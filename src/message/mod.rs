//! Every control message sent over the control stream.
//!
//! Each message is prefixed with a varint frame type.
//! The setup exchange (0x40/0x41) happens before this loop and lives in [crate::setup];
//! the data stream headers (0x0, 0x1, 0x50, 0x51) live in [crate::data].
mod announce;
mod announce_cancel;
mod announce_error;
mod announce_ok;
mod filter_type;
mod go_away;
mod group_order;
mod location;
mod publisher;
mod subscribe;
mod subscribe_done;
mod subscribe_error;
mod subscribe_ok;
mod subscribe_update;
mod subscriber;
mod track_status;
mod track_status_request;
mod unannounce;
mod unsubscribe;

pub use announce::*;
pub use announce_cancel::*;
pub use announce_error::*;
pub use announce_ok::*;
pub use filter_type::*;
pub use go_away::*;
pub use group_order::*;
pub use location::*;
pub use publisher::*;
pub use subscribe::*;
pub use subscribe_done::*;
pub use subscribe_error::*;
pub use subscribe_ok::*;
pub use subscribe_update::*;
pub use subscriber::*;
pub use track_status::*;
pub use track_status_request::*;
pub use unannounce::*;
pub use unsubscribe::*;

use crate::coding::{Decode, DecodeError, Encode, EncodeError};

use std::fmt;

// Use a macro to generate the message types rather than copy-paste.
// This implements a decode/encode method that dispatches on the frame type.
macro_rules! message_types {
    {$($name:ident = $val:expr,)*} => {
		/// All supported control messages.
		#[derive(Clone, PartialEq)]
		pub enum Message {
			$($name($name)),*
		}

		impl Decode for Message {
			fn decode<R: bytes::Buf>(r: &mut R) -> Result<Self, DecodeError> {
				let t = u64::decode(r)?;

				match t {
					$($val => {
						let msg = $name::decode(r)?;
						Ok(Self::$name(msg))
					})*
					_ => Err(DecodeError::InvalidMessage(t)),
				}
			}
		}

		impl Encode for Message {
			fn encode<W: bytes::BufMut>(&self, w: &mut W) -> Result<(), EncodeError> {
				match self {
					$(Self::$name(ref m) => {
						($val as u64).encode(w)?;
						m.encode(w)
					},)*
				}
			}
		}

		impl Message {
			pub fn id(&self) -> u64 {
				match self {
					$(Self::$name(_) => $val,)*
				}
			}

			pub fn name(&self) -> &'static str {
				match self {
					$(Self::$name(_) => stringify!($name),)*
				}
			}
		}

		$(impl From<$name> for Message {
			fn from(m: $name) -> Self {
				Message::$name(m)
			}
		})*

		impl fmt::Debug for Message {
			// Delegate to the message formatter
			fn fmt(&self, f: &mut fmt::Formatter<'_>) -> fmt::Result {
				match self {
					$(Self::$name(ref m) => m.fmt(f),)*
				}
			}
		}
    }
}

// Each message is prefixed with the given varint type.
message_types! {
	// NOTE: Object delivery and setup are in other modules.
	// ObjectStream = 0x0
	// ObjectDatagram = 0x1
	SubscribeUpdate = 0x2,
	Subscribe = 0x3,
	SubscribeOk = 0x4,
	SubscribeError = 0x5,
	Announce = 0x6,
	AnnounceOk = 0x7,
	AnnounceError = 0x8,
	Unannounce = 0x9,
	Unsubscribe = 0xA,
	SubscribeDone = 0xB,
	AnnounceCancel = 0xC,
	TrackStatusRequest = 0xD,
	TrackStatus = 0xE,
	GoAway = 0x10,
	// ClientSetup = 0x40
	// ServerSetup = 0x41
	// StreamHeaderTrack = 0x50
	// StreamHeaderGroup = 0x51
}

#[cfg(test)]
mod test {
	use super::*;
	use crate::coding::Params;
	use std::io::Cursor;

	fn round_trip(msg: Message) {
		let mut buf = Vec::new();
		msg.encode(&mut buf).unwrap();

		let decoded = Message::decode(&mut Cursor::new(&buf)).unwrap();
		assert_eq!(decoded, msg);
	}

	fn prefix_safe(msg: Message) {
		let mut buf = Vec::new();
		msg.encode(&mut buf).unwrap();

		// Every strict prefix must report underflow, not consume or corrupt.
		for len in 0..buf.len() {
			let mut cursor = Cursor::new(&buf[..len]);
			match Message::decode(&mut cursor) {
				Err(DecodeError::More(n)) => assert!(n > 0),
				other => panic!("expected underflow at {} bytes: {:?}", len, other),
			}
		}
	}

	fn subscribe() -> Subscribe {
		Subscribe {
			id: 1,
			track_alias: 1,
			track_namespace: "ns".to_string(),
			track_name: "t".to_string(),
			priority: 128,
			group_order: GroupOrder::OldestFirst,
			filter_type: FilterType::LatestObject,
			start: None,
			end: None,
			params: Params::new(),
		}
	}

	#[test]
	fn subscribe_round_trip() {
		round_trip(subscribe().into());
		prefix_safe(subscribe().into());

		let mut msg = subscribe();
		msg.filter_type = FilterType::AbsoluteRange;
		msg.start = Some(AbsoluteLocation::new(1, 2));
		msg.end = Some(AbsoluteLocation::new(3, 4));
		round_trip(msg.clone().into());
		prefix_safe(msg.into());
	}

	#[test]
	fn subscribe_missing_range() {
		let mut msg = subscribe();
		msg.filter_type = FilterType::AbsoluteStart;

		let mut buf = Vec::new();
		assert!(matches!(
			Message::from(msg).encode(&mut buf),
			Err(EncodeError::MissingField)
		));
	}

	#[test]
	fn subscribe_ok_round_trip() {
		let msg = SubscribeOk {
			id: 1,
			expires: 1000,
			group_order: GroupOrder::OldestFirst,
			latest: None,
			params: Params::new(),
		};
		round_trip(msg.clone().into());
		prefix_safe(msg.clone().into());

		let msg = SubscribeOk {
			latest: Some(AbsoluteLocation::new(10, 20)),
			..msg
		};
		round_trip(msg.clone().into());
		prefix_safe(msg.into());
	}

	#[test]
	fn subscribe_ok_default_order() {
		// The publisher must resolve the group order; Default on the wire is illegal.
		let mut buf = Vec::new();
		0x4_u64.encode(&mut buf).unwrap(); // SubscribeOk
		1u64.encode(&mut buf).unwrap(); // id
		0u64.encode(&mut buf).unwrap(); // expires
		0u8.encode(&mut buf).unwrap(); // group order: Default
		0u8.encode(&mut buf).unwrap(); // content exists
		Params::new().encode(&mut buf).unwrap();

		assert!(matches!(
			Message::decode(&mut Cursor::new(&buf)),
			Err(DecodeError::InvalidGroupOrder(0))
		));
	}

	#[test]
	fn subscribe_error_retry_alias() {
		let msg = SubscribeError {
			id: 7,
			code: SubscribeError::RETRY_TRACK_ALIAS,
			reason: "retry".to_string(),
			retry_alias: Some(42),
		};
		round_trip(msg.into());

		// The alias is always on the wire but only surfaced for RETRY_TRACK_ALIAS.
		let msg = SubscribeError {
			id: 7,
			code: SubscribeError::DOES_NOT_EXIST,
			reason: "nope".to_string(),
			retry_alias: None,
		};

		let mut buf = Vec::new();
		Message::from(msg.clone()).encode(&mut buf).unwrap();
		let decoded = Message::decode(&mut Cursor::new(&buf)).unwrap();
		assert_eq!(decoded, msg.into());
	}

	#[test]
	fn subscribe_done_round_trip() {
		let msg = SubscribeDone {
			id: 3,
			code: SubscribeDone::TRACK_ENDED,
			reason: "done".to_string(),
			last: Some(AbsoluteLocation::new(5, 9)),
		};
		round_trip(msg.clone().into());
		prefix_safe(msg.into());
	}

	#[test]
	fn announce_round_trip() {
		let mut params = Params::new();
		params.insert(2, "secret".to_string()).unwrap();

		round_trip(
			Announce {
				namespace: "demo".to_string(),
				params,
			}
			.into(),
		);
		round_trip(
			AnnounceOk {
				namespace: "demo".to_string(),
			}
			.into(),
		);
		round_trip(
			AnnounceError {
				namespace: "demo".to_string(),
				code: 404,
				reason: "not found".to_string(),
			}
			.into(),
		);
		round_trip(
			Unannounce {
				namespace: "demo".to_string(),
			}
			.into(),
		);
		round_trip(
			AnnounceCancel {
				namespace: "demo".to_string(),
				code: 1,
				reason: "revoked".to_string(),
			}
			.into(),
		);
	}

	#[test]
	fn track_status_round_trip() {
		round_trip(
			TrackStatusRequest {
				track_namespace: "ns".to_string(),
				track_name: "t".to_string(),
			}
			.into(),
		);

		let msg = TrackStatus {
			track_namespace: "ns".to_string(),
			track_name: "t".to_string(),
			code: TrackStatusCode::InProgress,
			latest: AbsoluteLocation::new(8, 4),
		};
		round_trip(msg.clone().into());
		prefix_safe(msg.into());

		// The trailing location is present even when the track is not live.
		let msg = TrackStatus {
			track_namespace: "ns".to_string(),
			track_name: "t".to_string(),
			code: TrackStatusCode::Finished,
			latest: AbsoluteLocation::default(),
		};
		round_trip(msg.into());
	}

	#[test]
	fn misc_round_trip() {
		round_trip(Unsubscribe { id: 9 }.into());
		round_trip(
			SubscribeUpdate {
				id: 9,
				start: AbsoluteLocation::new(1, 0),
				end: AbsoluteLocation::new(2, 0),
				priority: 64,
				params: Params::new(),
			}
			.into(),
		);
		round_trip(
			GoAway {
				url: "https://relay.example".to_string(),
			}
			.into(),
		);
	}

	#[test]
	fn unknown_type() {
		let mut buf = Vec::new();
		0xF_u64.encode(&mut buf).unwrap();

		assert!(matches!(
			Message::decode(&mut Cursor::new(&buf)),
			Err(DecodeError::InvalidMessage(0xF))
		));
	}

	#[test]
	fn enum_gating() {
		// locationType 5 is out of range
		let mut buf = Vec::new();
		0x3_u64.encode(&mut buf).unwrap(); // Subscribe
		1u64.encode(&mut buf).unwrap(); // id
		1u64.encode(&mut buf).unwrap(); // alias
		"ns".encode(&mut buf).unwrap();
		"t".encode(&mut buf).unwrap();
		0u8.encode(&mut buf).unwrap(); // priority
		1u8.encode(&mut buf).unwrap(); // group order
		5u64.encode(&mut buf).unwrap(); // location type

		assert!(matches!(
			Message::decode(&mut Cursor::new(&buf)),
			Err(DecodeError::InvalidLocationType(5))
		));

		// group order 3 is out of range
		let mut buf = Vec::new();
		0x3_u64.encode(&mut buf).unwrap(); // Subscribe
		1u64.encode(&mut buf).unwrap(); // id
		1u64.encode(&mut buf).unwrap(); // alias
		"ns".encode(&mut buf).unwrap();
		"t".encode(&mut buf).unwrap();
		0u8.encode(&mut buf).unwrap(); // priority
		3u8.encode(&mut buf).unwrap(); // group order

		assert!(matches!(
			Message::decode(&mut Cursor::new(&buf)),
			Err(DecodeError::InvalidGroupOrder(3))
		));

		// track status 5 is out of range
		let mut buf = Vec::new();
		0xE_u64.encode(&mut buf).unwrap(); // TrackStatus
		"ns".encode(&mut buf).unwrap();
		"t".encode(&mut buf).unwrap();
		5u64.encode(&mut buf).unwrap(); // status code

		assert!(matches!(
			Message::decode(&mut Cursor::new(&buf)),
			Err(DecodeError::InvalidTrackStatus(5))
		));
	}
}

•••

* [Your assignment]: Respond with a single number, namely how many lines of the entries contain the word "Every".

* [Output for this exercise]: 2